Ma dato che amavo Carlo volevo, se possibile, risparmiargli quelle situazioni penose, intendo Andrea e le sue stupide confessioni. Era sempre così ad avere amanti prestanti, ma stupidi.
Quei giorni lì, dicevo, mi toccava chiamarlo e lo raggiungevo a casa sua. Lui era sempre libero per me e voi capirete che per una nelle mie condizioni questo era un bel vantaggio.
Suonavo, salivo e già mi ero pentita di essere lì e se lui si faceva insistente mi irrigidivo, mi incazzavo e lo minacciavo di andarmene. Poi, dopo un tè o uno spritz (a seconda del mio orario di arrivo), mi calmavo, capivo le sue ragioni e mi ricordavo le mie e lo lasciavo fare.
Devo dire che era ed è eccellente nel baciarmi lì sotto. Lo faceva sempre chiedendomi di stare su un fianco con una mia gamba leggermente sollevata. così che lui poteva infilare la testa tra le mie cosce e lui, lui sdraiato vicino, in un simil sessantanove, cosicché mentre lui faceva quello che doveva fare io potevo sognare scoprendo e ricoprendogli il membro completamente bello rigido. Leccarglielo no, quasi mai. Mi faceva anche un po' schifo, ma, tenerglielo in mano sì, quello mi piaceva un sacco e chiudevo gli occhi e con quel calore tra le cosce a volte sognavo la spiaggia e il cazzo mostruoso di Arturo, il bagnino, mentre altre era la delicatezza di Augusto, il giardiniere, a farsi strada nei miei pensieri.

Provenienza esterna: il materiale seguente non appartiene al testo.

//! In-memory evaluation of filter expressions over JSON records

use super::sql::in_items;
use super::types::{ColumnFilter, FilterExpression, FilterOperator, LogicalOperator};
use crate::error::{Error, Result};
use crate::model::Record;
use regex::RegexBuilder;
use serde_json::Value;
use std::cmp::Ordering;

impl FilterExpression {
    /// Whether `record` (a JSON object) satisfies the expression
    ///
    /// Comparisons against a missing or null column are false, as in SQL.
    pub fn matches(&self, record: &Value) -> Result<bool> {
        match self {
            FilterExpression::Column(filter) => filter.matches(record),
            FilterExpression::Logical(logical) => {
                for condition in &logical.conditions {
                    let hit = condition.matches(record)?;
                    match logical.operator {
                        LogicalOperator::And if !hit => return Ok(false),
                        LogicalOperator::Or if hit => return Ok(true),
                        _ => {}
                    }
                }
                Ok(logical.operator == LogicalOperator::And)
            }
        }
    }

    pub fn matches_record(&self, record: &Record) -> Result<bool> {
        self.matches(&record.to_value())
    }

    /// The subset of `records` the expression accepts, order preserved
    pub fn filter<'a>(&self, records: &'a [Value]) -> Result<Vec<&'a Value>> {
        let mut kept = Vec::new();
        for record in records {
            if self.matches(record)? {
                kept.push(record);
            }
        }
        Ok(kept)
    }
}

impl ColumnFilter {
    fn resolve<'a>(&self, record: &'a Value) -> Option<&'a Value> {
        let mut current = record.get(&self.column)?;
        for segment in self.path_segments() {
            current = current.get(segment)?;
        }
        Some(current).filter(|v| !v.is_null())
    }

    pub fn matches(&self, record: &Value) -> Result<bool> {
        let actual = self.resolve(record);
        let expected = &self.value;

        if self.operator.is_list_operation() {
            let Value::Array(wanted) = expected else {
                return Err(Error::filter(format!("{} requires a list value, got {expected}", self.operator)));
            };
            let Some(Value::Array(have)) = actual else {
                return Ok(false);
            };
            let contains = |item: &Value| have.iter().any(|h| values_equal(h, item));
            return Ok(match self.operator {
                FilterOperator::AnyIn | FilterOperator::ListOverlap => wanted.iter().any(contains),
                FilterOperator::AllIn | FilterOperator::ListContains => wanted.iter().all(contains),
                _ => !wanted.iter().any(contains),
            });
        }

        match self.operator {
            FilterOperator::IsNull => return Ok(actual.is_none()),
            FilterOperator::IsNotNull => return Ok(actual.is_some()),
            _ => {}
        }
        let Some(actual) = actual else {
            return Ok(false);
        };

        let result = match self.operator {
            FilterOperator::Eq => !expected.is_null() && values_equal(actual, expected),
            FilterOperator::Ne => !expected.is_null() && !values_equal(actual, expected),
            FilterOperator::Gt => compare(actual, expected) == Some(Ordering::Greater),
            FilterOperator::Lt => compare(actual, expected) == Some(Ordering::Less),
            FilterOperator::Ge => matches!(compare(actual, expected), Some(Ordering::Greater | Ordering::Equal)),
            FilterOperator::Le => matches!(compare(actual, expected), Some(Ordering::Less | Ordering::Equal)),
            FilterOperator::Contains => text_test(actual, expected, |a, e| a.contains(e)),
            FilterOperator::NotContains => actual.is_string() && !text_test(actual, expected, |a, e| a.contains(e)),
            FilterOperator::StartsWith => text_test(actual, expected, |a, e| a.starts_with(e)),
            FilterOperator::EndsWith => text_test(actual, expected, |a, e| a.ends_with(e)),
            FilterOperator::Ilike => ilike(actual, expected)?,
            FilterOperator::NotIlike => actual.is_string() && !ilike(actual, expected)?,
            FilterOperator::In => in_items(self).iter().any(|item| values_equal(actual, item)),
            FilterOperator::NotIn => !in_items(self).iter().any(|item| values_equal(actual, item)),
            FilterOperator::HasKey => match (actual, expected) {
                (Value::Object(map), Value::String(key)) => map.contains_key(key),
                _ => false,
            },
            other => return Err(Error::filter(format!("unsupported operator {other}"))),
        };
        Ok(result)
    }
}

fn values_equal(a: &Value, b: &Value) -> bool {
    match (a, b) {
        (Value::Number(x), Value::Number(y)) => match (x.as_i64(), y.as_i64()) {
            (Some(x), Some(y)) => x == y,
            _ => x.as_f64() == y.as_f64(),
        },
        _ => a == b,
    }
}

fn compare(a: &Value, b: &Value) -> Option<Ordering> {
    match (a, b) {
        (Value::Number(x), Value::Number(y)) => match (x.as_i64(), y.as_i64()) {
            (Some(x), Some(y)) => Some(x.cmp(&y)),
            _ => x.as_f64()?.partial_cmp(&y.as_f64()?),
        },
        (Value::String(x), Value::String(y)) => Some(x.cmp(y)),
        (Value::Bool(x), Value::Bool(y)) => Some(x.cmp(y)),
        _ => None,
    }
}

fn operand_text(value: &Value) -> Option<String> {
    match value {
        Value::String(text) => Some(text.clone()),
        Value::Number(n) => Some(n.to_string()),
        Value::Bool(b) => Some(b.to_string()),
        _ => None,
    }
}

fn text_test(actual: &Value, expected: &Value, test: impl Fn(&str, &str) -> bool) -> bool {
    match (actual.as_str(), operand_text(expected)) {
        (Some(actual), Some(expected)) => test(actual, &expected),
        _ => false,
    }
}

/// SQL ILIKE: `%` is any run, `_` any single character, case-insensitive
fn ilike(actual: &Value, pattern: &Value) -> Result<bool> {
    let (Some(actual), Some(pattern)) = (actual.as_str(), operand_text(pattern)) else {
        return Ok(false);
    };
    let mut regex = String::with_capacity(pattern.len() + 2);
    regex.push('^');
    for c in pattern.chars() {
        match c {
            '%' => regex.push_str(".*"),
            '_' => regex.push('.'),
            other => regex.push_str(&regex::escape(&other.to_string())),
        }
    }
    regex.push('$');
    let compiled = RegexBuilder::new(&regex)
        .case_insensitive(true)
        .dot_matches_new_line(true)
        .build()
        .map_err(|e| Error::filter(format!("invalid ILIKE pattern '{pattern}': {e}")))?;
    Ok(compiled.is_match(actual))
}
//! Command handlers for CLI subcommands
//!
//! This module contains the implementation logic for each CLI subcommand.

mod check;
mod config;
mod filter;
mod infer;
mod schema;
mod utils;
mod validate;

pub use check::handle_check;
pub use config::handle_config;
pub use filter::handle_filter;
pub use infer::handle_infer;
pub use schema::{handle_json_schema, handle_sdl};
pub use validate::handle_validate;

Poi, dopo essermi calmata un attimo dopo lo squasso dell’orgasmo, chiedevo ad Andrea di prendermi da dietro, non dimenticandomi mai, prima, di fargli baciare i piedi e i miei polpacci sottili, per poi girarmi e mostrargli, tenendomelo aperto, il mio culetto. Lì era lui che sceglieva. O sotto o sopra, quello che voleva lui. A me non importava. A me importava sentirlo dentro, tanto che con il suo bel cazzo dentro di me e con le mie dita sul mio clitoride davanti, al mio secondo orgasmo arrivavo sempre, meglio ancora quando lui usciva da me e mi inondava del suo seme, la cui consistenza lattiginosa e il cui sapore mi faceva impazzire, tanto che ne raccoglievo qualche goccia e lo portavo alle labbra. Succhiare il cazzo, no, ma il seme, il seme degli uomini quello mi piaceva. Ho anche letto che fa bene alla pelle e all'organismo e io ci tengo sia all'una che all'altro.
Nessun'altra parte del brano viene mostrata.